Research: finding out how current system works and if an online counseling system has been in operation before in similar context. The artifact will be research report with viability. It runs from January 15 to January 20.

Proposal Writing: here I prepare the proposal for Dilemma Management outlining how I will carry out the project. This occurs from January 21 to February 14.

Feasibility Study: will focus on viability of the proposed web based system and its applicability in the problem domain. The feasibility study report is the outcome. Feasibility Study occurs from February 15 to March 20.

Current System Investigation: finds out why the current system in place is a failure. The outcome would be requirement analysis. It occurs from March 21 to April 10.

System Design: coming up with user interfaces for the system for the end users. The deliverables would system interfaces. It occurs from April 14 to May 30.

Progress Report: is continual in nature and can be produced at any project phase to illustrate the project progress. The deliverable is project progress report.

System Development: is constructing the web system as per design specification. The artifact is system documentation Carried out from June 5th to September 3.

Pre-User Introduction: is the interim user introduction where users interact with system before implementation. User report is the artifact. It’s carried out from September 4 to September 19.

System Testing: the system is tested to ensure it meets user requirements. Test report is the outcome. It’s carried out from September 22 to September 30th 2008.
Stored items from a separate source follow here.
//! Pipeline configuration: one TOML file, every field defaulted.

use std::path::Path;
use std::time::Duration;

use biaslab_core::backtest::BacktestConfig;
use biaslab_core::classifier::BiasThresholds;
use biaslab_core::filter::FilterConfig;
use biaslab_core::indicators::IndicatorConfig;
use biaslab_core::screen::ScreenCriteria;
use serde::{Deserialize, Serialize};
use thiserror::Error;

#[derive(Debug, Error)]
pub enum ConfigError {
    #[error("read config {path}: {source}")]
    Read {
        path: String,
        #[source]
        source: std::io::Error,
    },

    #[error("parse config TOML: {0}")]
    Parse(#[from] toml::de::Error),

    #[error("serialize config TOML: {0}")]
    Serialize(#[from] toml::ser::Error),

    #[error("invalid config: {0}")]
    Invalid(String),
}

/// Batch-level knobs.
#[derive(Debug, Clone, PartialEq, Serialize, Deserialize)]
#[serde(default)]
pub struct PipelineSettings {
    /// Tickers with fewer bars are skipped.
    pub min_rows: usize,
    /// Worker thread cap; `None` uses the global rayon pool.
    pub workers: Option<usize>,
    /// Attach pattern tags to signal rows.
    pub patterns: bool,
}

impl Default for PipelineSettings {
    fn default() -> Self {
        Self {
            min_rows: 50,
            workers: None,
            patterns: true,
        }
    }
}

/// Provider retry policy.
#[derive(Debug, Clone, PartialEq, Serialize, Deserialize)]
#[serde(default)]
pub struct RetryConfig {
    /// Total attempts including the first.
    pub max_attempts: usize,
    pub min_delay_ms: u64,
    /// Wall-clock budget across all attempts for one ticker.
    pub deadline_ms: u64,
}

impl RetryConfig {
    pub fn min_delay(&self) -> Duration {
        Duration::from_millis(self.min_delay_ms)
    }

    pub fn deadline(&self) -> Duration {
        Duration::from_millis(self.deadline_ms)
    }
}

impl Default for RetryConfig {
    fn default() -> Self {
        Self {
            max_attempts: 3,
            min_delay_ms: 200,
            deadline_ms: 30_000,
        }
    }
}

/// Forward-return labelling.
#[derive(Debug, Clone, PartialEq, Serialize, Deserialize)]
#[serde(default)]
pub struct DatasetConfig {
    pub horizons: Vec<usize>,
    pub label_threshold: f64,
}

impl Default for DatasetConfig {
    fn default() -> Self {
        Self {
            horizons: vec![1, 2, 3],
            label_threshold: 0.02,
        }
    }
}

/// Complete configuration for a batch run.
#[derive(Debug, Clone, Default, PartialEq, Serialize, Deserialize)]
#[serde(default)]
pub struct PipelineConfig {
    pub indicators: IndicatorConfig,
    pub bias: BiasThresholds,
    pub filter: FilterConfig,
    pub backtest: BacktestConfig,
    pub pipeline: PipelineSettings,
    pub retry: RetryConfig,
    pub screen: ScreenCriteria,
    pub dataset: DatasetConfig,
}

impl PipelineConfig {
    /// Load and validate a config from a TOML file.
    pub fn from_file(path: &Path) -> Result<Self, ConfigError> {
        let content = std::fs::read_to_string(path).map_err(|source| ConfigError::Read {
            path: path.display().to_string(),
            source,
        })?;
        Self::from_toml(&content)
    }

    /// Parse and validate a config from a TOML string.
    pub fn from_toml(content: &str) -> Result<Self, ConfigError> {
        let config: Self = toml::from_str(content)?;
        config.validate()?;
        Ok(config)
    }

    /// Render the effective configuration.
    pub fn to_toml(&self) -> Result<String, ConfigError> {
        Ok(toml::to_string_pretty(self)?)
    }

    /// Content hash of the effective configuration.
    pub fn config_hash(&self) -> String {
        let json = serde_json::to_string(self).unwrap_or_default();
        blake3::hash(json.as_bytes()).to_hex().to_string()
    }

    pub fn validate(&self) -> Result<(), ConfigError> {
        let ind = &self.indicators;
        let windows = [
            ("indicators.ema_fast", ind.ema_fast),
            ("indicators.ema_slow", ind.ema_slow),
            ("indicators.macd_fast", ind.macd_fast),
            ("indicators.macd_slow", ind.macd_slow),
            ("indicators.macd_signal", ind.macd_signal),
            ("indicators.rsi_period", ind.rsi_period),
            ("indicators.volume_window", ind.volume_window),
            ("indicators.atr_period", ind.atr_period),
            ("screen.atr_period", self.screen.atr_period),
            ("screen.rsi_period", self.screen.rsi_period),
        ];
        if let Some((name, _)) = windows.iter().find(|(_, w)| *w == 0) {
            return Err(invalid(format!("{name} must be >= 1")));
        }
        if ind.ema_fast >= ind.ema_slow {
            return Err(invalid(format!(
                "indicators.ema_fast ({}) must be < ema_slow ({})",
                ind.ema_fast, ind.ema_slow
            )));
        }
        if ind.macd_fast >= ind.macd_slow {
            return Err(invalid(format!(
                "indicators.macd_fast ({}) must be < macd_slow ({})",
                ind.macd_fast, ind.macd_slow
            )));
        }
        if self.screen.min_price > self.screen.max_price {
            return Err(invalid(format!(
                "screen.min_price ({}) exceeds max_price ({})",
                self.screen.min_price, self.screen.max_price
            )));
        }
        if self.dataset.horizons.is_empty() || self.dataset.horizons.contains(&0) {
            return Err(invalid("dataset.horizons must be non-empty and positive".into()));
        }
        if self.backtest.trading_days.is_nan() || self.backtest.trading_days <= 0.0 {
            return Err(invalid("backtest.trading_days must be positive".into()));
        }
        if self.retry.max_attempts == 0 {
            return Err(invalid("retry.max_attempts must be >= 1".into()));
        }
        if self.pipeline.workers == Some(0) {
            return Err(invalid("pipeline.workers must be >= 1 when set".into()));
        }
        Ok(())
    }
}

fn invalid(msg: String) -> ConfigError {
    ConfigError::Invalid(msg)
}

#[cfg(test)]
mod tests {
    use super::*;
    use biaslab_core::backtest::BacktestMode;
    use biaslab_core::indicators::VwapPolicy;

    #[test]
    fn empty_file_is_all_defaults() {
        let config = PipelineConfig::from_toml("").unwrap();
        assert_eq!(config, PipelineConfig::default());
        assert_eq!(config.indicators.ema_fast, 9);
        assert_eq!(config.filter.volume_surge_min, 80.0);
        assert_eq!(config.pipeline.min_rows, 50);
        assert_eq!(config.retry.max_attempts, 3);
        assert_eq!(config.dataset.horizons, vec![1, 2, 3]);
    }

    #[test]
    fn partial_sections_override() {
        let config = PipelineConfig::from_toml(
            r#"
            [indicators]
            rsi_period = 10
            vwap = "session"

            [backtest]
            mode = "full_series"

            [pipeline]
            workers = 4
            "#,
        )
        .unwrap();
        assert_eq!(config.indicators.rsi_period, 10);
        assert_eq!(config.indicators.ema_slow, 20);
        assert_eq!(config.indicators.vwap, VwapPolicy::Session);
        assert_eq!(config.backtest.mode, BacktestMode::FullSeries);
        assert_eq!(config.pipeline.workers, Some(4));
        assert!(config.pipeline.patterns);
    }

    #[test]
    fn rejects_inverted_ema_pair() {
        let err = PipelineConfig::from_toml("[indicators]\nema_fast = 30\n").unwrap_err();
        assert!(matches!(err, ConfigError::Invalid(_)));
    }

    #[test]
    fn rejects_zero_window() {
        let err = PipelineConfig::from_toml("[indicators]\nvolume_window = 0\n").unwrap_err();
        assert!(err.to_string().contains("volume_window"));
    }

    #[test]
    fn rejects_inverted_price_band() {
        let err = PipelineConfig::from_toml("[screen]\nmin_price = 50.0\n").unwrap_err();
        assert!(matches!(err, ConfigError::Invalid(_)));
    }

    #[test]
    fn rejects_empty_horizons() {
        let err = PipelineConfig::from_toml("[dataset]\nhorizons = []\n").unwrap_err();
        assert!(matches!(err, ConfigError::Invalid(_)));
    }

    #[test]
    fn unknown_mode_is_a_parse_error() {
        let err = PipelineConfig::from_toml("[backtest]\nmode = \"weekly\"\n").unwrap_err();
        assert!(matches!(err, ConfigError::Parse(_)));
    }

    #[test]
    fn toml_roundtrip() {
        let mut config = PipelineConfig::default();
        config.pipeline.workers = Some(2);
        let rendered = config.to_toml().unwrap();
        assert_eq!(PipelineConfig::from_toml(&rendered).unwrap(), config);
    }

    #[test]
    fn config_hash_tracks_content() {
        let a = PipelineConfig::default();
        let mut b = a.clone();
        b.filter.volatility_min = 3.0;
        assert_eq!(a.config_hash(), PipelineConfig::default().config_hash());
        assert_ne!(a.config_hash(), b.config_hash());
    }
}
System Implementation: is rolling out the system on problem area to ensure it adapts and meets the expected requirements. Implementation assessment report is the outcome. It happens from October 1 to October 8.

User Documentation: The deliverable is the user manual. It happens from October 10 to October 15.

1.6 The Project Road Map documents all chapters and what’s to be done. From Chapter 4 the project will follow the USDP development process.

Chapter 1: introduces the Dilemma Counseling, what it does, the various departments it has and problems it faces.

Chapter 2: compares the USDP methodology I will use with other methodologies and state reasons for using the USDP as opposed to OMT or SSADM.

Chapter 3: it’s the literature review compares views of various scholars on methodologies as I also give my own view and criticize some scholars.

Chapter 4: it’s the inception chapter where I model the current system and its bottlenecks while explaining the business viability of web system proposed.

Chapter 5: its elaboration phase where software architecture is established to provide foundation for design and implementation during system construction.

Chapter 6: it’s the construction chapter, the system is developed and remaining system requirements realized it ensures the system is ready for user environment.

Chapter 7: it’s the transition phase. Testing is done as the system is configured for installation. The software is then deployed to target organization.

Chapter 8: here I do critical appraisal where I critique my project and offer recommendations to make it better while detailing what wasn’t achieved.

Appendix: contains what could not fit in the mandatory 75 pages like code libraries and excess modeling diagrams.

1.7 The problem for Dilemma Counseling is the flawed booking and tracking system. It’s hoped a new web based system would boost client confidence by discarding the bottle necks of the current system. It would ease the booking and make tracking manageable. That is where the problem domain for this project will be concentrated, but new requirements that come up will be factored too.

Chapter 2: Methodology

This chapter details the methodology I will use to develop the proposed web booking and tracking system and modeling language for software development. Also I will compare the two Object Oriented methods Object Modeling Technique and USDP and argue why I settled on using USDP for this project over OMT.

2.1 A Methodology outlines the procedures, techniques, tools and phases that aid the system developer to know which method and modeling language to use in system development. Examples of methodologies out there are:

Object Modeling Technique (OMT)

Object Oriented Analysis Methodology (OOAM/Booch Methodology)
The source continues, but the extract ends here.